▸ **Exercise instructions**
Return the full listing, so that each line matches the original exactly.

▸ **Records for this task**

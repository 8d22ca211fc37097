//! Matches and their result state machine
//!
//! A match moves `Unseeded -> Ready` once both slots are assigned and
//! `Ready -> Completed` exactly once, when its outcome is recorded.

use std::fmt;

use serde::{Deserialize, Serialize};

use crate::error::TournamentError;
use crate::participant::ParticipantId;

/// Match identifier (index into the tournament's match table)
#[derive(Clone, Copy, Debug, PartialEq, Eq, PartialOrd, Ord, Hash, Serialize, Deserialize)]
pub struct MatchId(pub usize);

impl fmt::Display for MatchId {
    fn fmt(&self, f: &mut fmt::Formatter<'_>) -> fmt::Result {
        write!(f, "M{}", self.0)
    }
}

/// One side of a match
#[derive(Clone, Copy, Debug, Default, PartialEq, Eq, Serialize, Deserialize)]
pub enum Slot {
    /// Not decided yet (bracket placeholder)
    #[default]
    Empty,
    /// Padding opponent that forfeits automatically
    Bye,
    /// A real participant
    Filled(ParticipantId),
}

impl Slot {
    pub fn is_assigned(&self) -> bool {
        !matches!(self, Slot::Empty)
    }

    pub fn participant(&self) -> Option<ParticipantId> {
        match self {
            Slot::Filled(id) => Some(*id),
            Slot::Empty | Slot::Bye => None,
        }
    }
}

impl fmt::Display for Slot {
    fn fmt(&self, f: &mut fmt::Formatter<'_>) -> fmt::Result {
        match self {
            Slot::Empty => write!(f, "TBD"),
            Slot::Bye => write!(f, "BYE"),
            Slot::Filled(id) => write!(f, "{}", id),
        }
    }
}

/// Reported result of a match
#[derive(Clone, Copy, Debug, PartialEq, Eq, Serialize, Deserialize)]
pub enum Outcome {
    Winner(ParticipantId),
    Tie,
}

/// Lifecycle state of a match
#[derive(Clone, Copy, Debug, PartialEq, Eq, Serialize, Deserialize)]
pub enum MatchState {
    /// One or both slots still empty
    Unseeded,
    /// Both slots assigned, waiting for a result
    Ready,
    /// Result recorded
    Completed,
}

/// A two-slot contest
#[derive(Clone, Debug, Serialize, Deserialize)]
pub struct Match {
    id: MatchId,
    round: u32,
    home: Slot,
    away: Slot,
    outcome: Option<Outcome>,
    loser: Option<ParticipantId>,
}

impl Match {
    pub(crate) fn new(id: MatchId, round: u32, home: Slot, away: Slot) -> Self {
        Self {
            id,
            round,
            home,
            away,
            outcome: None,
            loser: None,
        }
    }

    /// Empty bracket placeholder, filled in as feeder matches finish
    pub(crate) fn placeholder(id: MatchId, round: u32) -> Self {
        Self::new(id, round, Slot::Empty, Slot::Empty)
    }

    pub fn id(&self) -> MatchId {
        self.id
    }

    /// Swiss round, or bracket depth (1 = first round) for elimination
    pub fn round(&self) -> u32 {
        self.round
    }

    pub fn home(&self) -> Slot {
        self.home
    }

    pub fn away(&self) -> Slot {
        self.away
    }

    pub fn outcome(&self) -> Option<Outcome> {
        self.outcome
    }

    /// Winning participant, if the match was decided (ties have none)
    pub fn winner(&self) -> Option<ParticipantId> {
        match self.outcome {
            Some(Outcome::Winner(id)) => Some(id),
            _ => None,
        }
    }

    /// Losing participant; `None` for ties, byes and undecided matches
    pub fn loser(&self) -> Option<ParticipantId> {
        self.loser
    }

    pub fn state(&self) -> MatchState {
        if self.outcome.is_some() {
            MatchState::Completed
        } else if self.home.is_assigned() && self.away.is_assigned() {
            MatchState::Ready
        } else {
            MatchState::Unseeded
        }
    }

    /// Both players known and no result yet
    pub fn is_active(&self) -> bool {
        self.state() == MatchState::Ready
    }

    pub fn is_complete(&self) -> bool {
        self.outcome.is_some()
    }

    /// True if `id` occupies either slot
    pub fn involves(&self, id: ParticipantId) -> bool {
        self.home == Slot::Filled(id) || self.away == Slot::Filled(id)
    }

    /// Check that `outcome` may be recorded, without changing anything.
    pub(crate) fn validate(&self, outcome: &Outcome) -> Result<(), TournamentError> {
        match self.state() {
            MatchState::Completed => return Err(TournamentError::AlreadyReported { id: self.id }),
            MatchState::Unseeded => {
                return Err(TournamentError::MatchNotReady {
                    id: self.id,
                    state: MatchState::Unseeded,
                })
            }
            MatchState::Ready => {}
        }

        match outcome {
            Outcome::Tie => Ok(()),
            Outcome::Winner(winner) if self.involves(*winner) => Ok(()),
            Outcome::Winner(winner) => Err(TournamentError::NotInMatch {
                id: self.id,
                winner: *winner,
            }),
        }
    }

    /// Record the outcome and derive the loser. Callers validate first.
    pub(crate) fn record(&mut self, outcome: Outcome) {
        debug_assert!(self.validate(&outcome).is_ok());

        self.loser = match outcome {
            Outcome::Tie => None,
            Outcome::Winner(winner) if self.home == Slot::Filled(winner) => self.away.participant(),
            Outcome::Winner(_) => self.home.participant(),
        };
        self.outcome = Some(outcome);
    }

    pub(crate) fn set_home(&mut self, slot: Slot) {
        self.home = slot;
    }

    pub(crate) fn set_away(&mut self, slot: Slot) {
        self.away = slot;
    }
}

impl fmt::Display for Match {
    fn fmt(&self, f: &mut fmt::Formatter<'_>) -> fmt::Result {
        write!(f, "{}: {} vs {}", self.id, self.home, self.away)?;
        match self.outcome {
            Some(Outcome::Winner(id)) => write!(f, " (winner {})", id),
            Some(Outcome::Tie) => write!(f, " (tie)"),
            None => Ok(()),
        }
    }
}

▸ **Answer for this exercise**
repository 8d22ca211fc37097
//! Matches and their result state machine
//!
//! A match moves `Unseeded -> Ready` once both slots are assigned and
//! `Ready -> Completed` exactly once, when its outcome is recorded.

use std::fmt;

use serde::{Deserialize, Serialize};

use crate::error::TournamentError;
use crate::participant::ParticipantId;

/// Match identifier (index into the tournament's match table)
#[derive(Clone, Copy, Debug, PartialEq, Eq, PartialOrd, Ord, Hash, Serialize, Deserialize)]
pub struct MatchId(pub usize);

impl fmt::Display for MatchId {
    fn fmt(&self, f: &mut fmt::Formatter<'_>) -> fmt::Result {
        write!(f, "M{}", self.0)
    }
}

/// One side of a match
#[derive(Clone, Copy, Debug, Default, PartialEq, Eq, Serialize, Deserialize)]
pub enum Slot {
    /// Not decided yet (bracket placeholder)
    #[default]
    Empty,
    /// Padding opponent that forfeits automatically
    Bye,
    /// A real participant
    Filled(ParticipantId),
}

impl Slot {
    pub fn is_assigned(&self) -> bool {
        !matches!(self, Slot::Empty)
    }

    pub fn participant(&self) -> Option<ParticipantId> {
        match self {
            Slot::Filled(id) => Some(*id),
            Slot::Empty | Slot::Bye => None,
        }
    }
}

impl fmt::Display for Slot {
    fn fmt(&self, f: &mut fmt::Formatter<'_>) -> fmt::Result {
        match self {
            Slot::Empty => write!(f, "TBD"),
            Slot::Bye => write!(f, "BYE"),
            Slot::Filled(id) => write!(f, "{}", id),
        }
    }
}

/// Reported result of a match
#[derive(Clone, Copy, Debug, PartialEq, Eq, Serialize, Deserialize)]
pub enum Outcome {
    Winner(ParticipantId),
    Tie,
}

/// Lifecycle state of a match
#[derive(Clone, Copy, Debug, PartialEq, Eq, Serialize, Deserialize)]
pub enum MatchState {
    /// One or both slots still empty
    Unseeded,
    /// Both slots assigned, waiting for a result
    Ready,
    /// Result recorded
    Completed,
}

/// A two-slot contest
#[derive(Clone, Debug, Serialize, Deserialize)]
pub struct Match {
    id: MatchId,
    round: u32,
    home: Slot,
    away: Slot,
    outcome: Option<Outcome>,
    loser: Option<ParticipantId>,
}

impl Match {
    pub(crate) fn new(id: MatchId, round: u32, home: Slot, away: Slot) -> Self {
        Self {
            id,
            round,
            home,
            away,
            outcome: None,
            loser: None,
        }
    }

    /// Empty bracket placeholder, filled in as feeder matches finish
    pub(crate) fn placeholder(id: MatchId, round: u32) -> Self {
        Self::new(id, round, Slot::Empty, Slot::Empty)
    }

    pub fn id(&self) -> MatchId {
        self.id
    }

    /// Swiss round, or bracket depth (1 = first round) for elimination
    pub fn round(&self) -> u32 {
        self.round
    }

    pub fn home(&self) -> Slot {
        self.home
    }

    pub fn away(&self) -> Slot {
        self.away
    }

    pub fn outcome(&self) -> Option<Outcome> {
        self.outcome
    }

    /// Winning participant, if the match was decided (ties have none)
    pub fn winner(&self) -> Option<ParticipantId> {
        match self.outcome {
            Some(Outcome::Winner(id)) => Some(id),
            _ => None,
        }
    }

    /// Losing participant; `None` for ties, byes and undecided matches
    pub fn loser(&self) -> Option<ParticipantId> {
        self.loser
    }

    pub fn state(&self) -> MatchState {
        if self.outcome.is_some() {
            MatchState::Completed
        } else if self.home.is_assigned() && self.away.is_assigned() {
            MatchState::Ready
        } else {
            MatchState::Unseeded
        }
    }

    /// Both players known and no result yet
    pub fn is_active(&self) -> bool {
        self.state() == MatchState::Ready
    }

    pub fn is_complete(&self) -> bool {
        self.outcome.is_some()
    }

    /// True if `id` occupies either slot
    pub fn involves(&self, id: ParticipantId) -> bool {
        self.home == Slot::Filled(id) || self.away == Slot::Filled(id)
    }

    /// Check that `outcome` may be recorded, without changing anything.
    pub(crate) fn validate(&self, outcome: &Outcome) -> Result<(), TournamentError> {
        match self.state() {
            MatchState::Completed => return Err(TournamentError::AlreadyReported { id: self.id }),
            MatchState::Unseeded => {
                return Err(TournamentError::MatchNotReady {
                    id: self.id,
                    state: MatchState::Unseeded,
                })
            }
            MatchState::Ready => {}
        }

        match outcome {
            Outcome::Tie => Ok(()),
            Outcome::Winner(winner) if self.involves(*winner) => Ok(()),
            Outcome::Winner(winner) => Err(TournamentError::NotInMatch {
                id: self.id,
                winner: *winner,
            }),
        }
    }

    /// Record the outcome and derive the loser. Callers validate first.
    pub(crate) fn record(&mut self, outcome: Outcome) {
        debug_assert!(self.validate(&outcome).is_ok());

        self.loser = match outcome {
            Outcome::Tie => None,
            Outcome::Winner(winner) if self.home == Slot::Filled(winner) => self.away.participant(),
            Outcome::Winner(_) => self.home.participant(),
        };
        self.outcome = Some(outcome);
    }

    pub(crate) fn set_home(&mut self, slot: Slot) {
        self.home = slot;
    }

    pub(crate) fn set_away(&mut self, slot: Slot) {
        self.away = slot;
    }
}

impl fmt::Display for Match {
    fn fmt(&self, f: &mut fmt::Formatter<'_>) -> fmt::Result {
        write!(f, "{}: {} vs {}", self.id, self.home, self.away)?;
        match self.outcome {
            Some(Outcome::Winner(id)) => write!(f, " (winner {})", id),
            Some(Outcome::Tie) => write!(f, " (tie)"),
            None => Ok(()),
        }
    }
}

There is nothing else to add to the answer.